Having a baby can cost a lot of money, but does it have to? I wanted to go over some of the things the baby industrial complex assures us are absolutely necessary and see just how necessary they are.

  • diapers - Probably the number one expense for new parents, especially if you’re using disposables. You may be surprised to learn that diapers of any kind are not actually necessary. If you learn your baby’s cues, you can simply hold your baby over the toilet when they need to go. Of course, the downside is that you’ll have to clean up a lot of messes during the learning phase. Fortunately, if your baby is breastfed there is one advantage to dealing with a baby over a puppy: The poop of a breastfed baby doesn’t have that horrible shit smell and is pretty easy to clean up. Google elimination communication for more information.
  • bottles/formula/breast-pump - Necessary if the mother cannot breastfeed or must spend many hours away from the child, otherwise nursing is free and much less of a hassle. Also, see above about the poop.
  • stroller/bouncy chair/swing - There are so many products on the market for the set-it-and-forget-it style of parenting that I can’t list them all here. That being said, most of us don’t live in an ideal society where each household or group has many adults who can take turns holding the baby. The situation for most newborn babies in North America is that one parent, usually the mother, is home alone with him or her for at least the first 6 weeks to 3 months (longer in Canada and/or if one parent quits their job). There will be times when you have to put the baby down. In Peter’s book “Rewild or Die”, he says that money is a replacement for friends. The same is true of these baby holding devices.

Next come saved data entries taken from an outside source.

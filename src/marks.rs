use crate::{
    core::{PlotArea, Point, Vec2},
    model::Dataset,
    scale::Scales,
    tooltip::{HoverRegistry, MarkId, TooltipContent},
};

pub const LABEL_OFFSET: Vec2 = Vec2::new(7.0, 4.0);

/// One record placed on the plot.
#[derive(Clone, Debug, PartialEq, serde::Serialize)]
pub struct Mark {
    pub id: MarkId,
    pub center: Point,
    pub baseline: Point, // where the entrance starts
    pub radius: f64,
    pub label: String,
    pub doped: bool,
    pub tooltip: TooltipContent,
}

impl Mark {
    pub fn class(&self) -> &'static str {
        if self.doped {
            "graph__dot graph__dot--doping"
        } else {
            "graph__dot graph__dot--clean"
        }
    }

    pub fn label_at(&self) -> Point {
        label_for(self.center)
    }
}

/// Label anchor for a marker drawn at `center`.
pub fn label_for(center: Point) -> Point {
    center + LABEL_OFFSET
}

/// Lays out one marker per record, in dataset order, and registers its hover binding.
pub fn layout_marks(
    dataset: &Dataset,
    scales: &Scales,
    area: PlotArea,
    radius: f64,
    hover: &mut HoverRegistry,
) -> Vec<Mark> {
    dataset
        .records()
        .iter()
        .map(|r| {
            let center = Point::new(
                scales.x_for_ms(dataset.elapsed_ms(r)),
                scales.y_for_place(r.place),
            );
            let tooltip = TooltipContent::for_record(r);
            let id = hover.register(center, radius, tooltip.clone());
            Mark {
                id,
                center,
                baseline: Point::new(center.x, area.height),
                radius,
                label: r.name.clone(),
                doped: r.is_doped(),
                tooltip,
            }
        })
        .collect()
}

#[cfg(test)]
mod tests {
    use super::*;
    use crate::{
        core::{Layout, Margins},
        model::tests::five_riders,
        scale::ScaleParams,
    };

    #[test]
    fn one_mark_per_record_at_scaled_position() {
        let ds = five_riders();
        let area = PlotArea::new(Layout::SMALL.canvas().unwrap(), Margins::default()).unwrap();
        let scales = Scales::build(&ds, area, ScaleParams::default());
        let mut hover = HoverRegistry::default();
        let marks = layout_marks(&ds, &scales, area, 5.0, &mut hover);

        assert_eq!(marks.len(), 5);
        assert_eq!(hover.len(), 5);
        for (m, r) in marks.iter().zip(ds.records()) {
            assert_eq!(m.center.x, scales.x_for_ms(ds.elapsed_ms(r)));
            assert_eq!(m.center.y, scales.y_for_place(r.place));
            assert_eq!(m.baseline.y, area.height);
            assert_eq!(m.label_at(), m.center + LABEL_OFFSET);
            assert_eq!(hover.hit_test(m.center), Some(m.id));
        }
        assert_eq!(marks[0].center.x, 685.0);
    }

    #[test]
    fn doped_marks_get_doping_class() {
        let ds = five_riders();
        let area = PlotArea::new(Layout::SMALL.canvas().unwrap(), Margins::default()).unwrap();
        let scales = Scales::build(&ds, area, ScaleParams::default());
        let marks = layout_marks(&ds, &scales, area, 5.0, &mut HoverRegistry::default());
        let doped: Vec<&str> = marks
            .iter()
            .filter(|m| m.class().contains("--doping"))
            .map(|m| m.label.as_str())
            .collect();
        assert_eq!(doped, ["A", "D"]);
    }
}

  • breastfeeding pillow - These come in handy for newborns because they don’t have any head control. I would recommend this item to anyone. If you are giving gifts for a baby shower, you could even sew one yourself for extra love and meaning. Just make sure the stuffing you use is firm enough that the baby will not sink in.
  • crib - We already had a thread about co-sleeping, so I won’t re-hash it here.
  • sling / baby backpack - Another item I would recommend to anyone. Keep in mind, however that although a sling does make life easier, it is not optimal for every situation. You can’t just put the baby in the sling and go on with your life as before. The baby will get bored and fussy if you are sitting or standing for long periods and not paying attention to him or her, for example if you must work at the computer or do the dishes. Also, babies get heavy after a while. No matter how much baby equipment you have, you cannot get around the fact that caring for a baby is a full time job.
  • educational toys - The most educational thing you can give your baby is absolutely free: human contact. The coolest talking, musical toy with all the blinking lights cannot compare with a game of peekaboo, airplane, or blowing raspberries. That’s not to say that the baby should not have any toys. Starting around the age of 3 months, most babies have gained enough coordination to grab objects and put them into their mouths. Make sure you have some objects that are small enough for the baby’s little hands, but too large for them to choke on.
  • special soaps / laundry detergents - Ugh! I cannot stand the smell of these baby specific products. It’s true that babies have sensitive skin, but a normal hypoallergenic or free and clear product works just as well.
  • baby bathtub - unless you live in an apartment with no bathtub, this is the most unnecessary product on the list. Just get into the bathtub with your baby. Now you’re both clean! If you co-sleep or have a sidecar sleeping arrangement, you’re both clean and well rested!
  • high chair - I consider these optional. A great way to amuse a baby 6 months or older is to strap them in and put some food on the high chair tray for them to fling, squish, rub all over things, and occasionally eat. However it isn’t absolutely necessary. A baby can eat just as well sitting on the floor or in someone’s lap.
  • jarred baby food / special equipment for making baby food - There are those out there who believe that anyone who doesn’t use jarred baby food must spend hours slaving over their baby bullets trying to make everyone else look bad. Not true! Here is my super secret method for making baby food 1. Get some food 2. Make it soft enough for a toothless person to eat. That’s it, you’re done. The only “special equipment” I ever used was a fork for mashing soft fruits and cooked vegetables.

Great list. After five kids, I can vouch for the fact that all these “necessities” are actually optional. Except for the diapers, I never tried ECing, although I’ve heard it really works.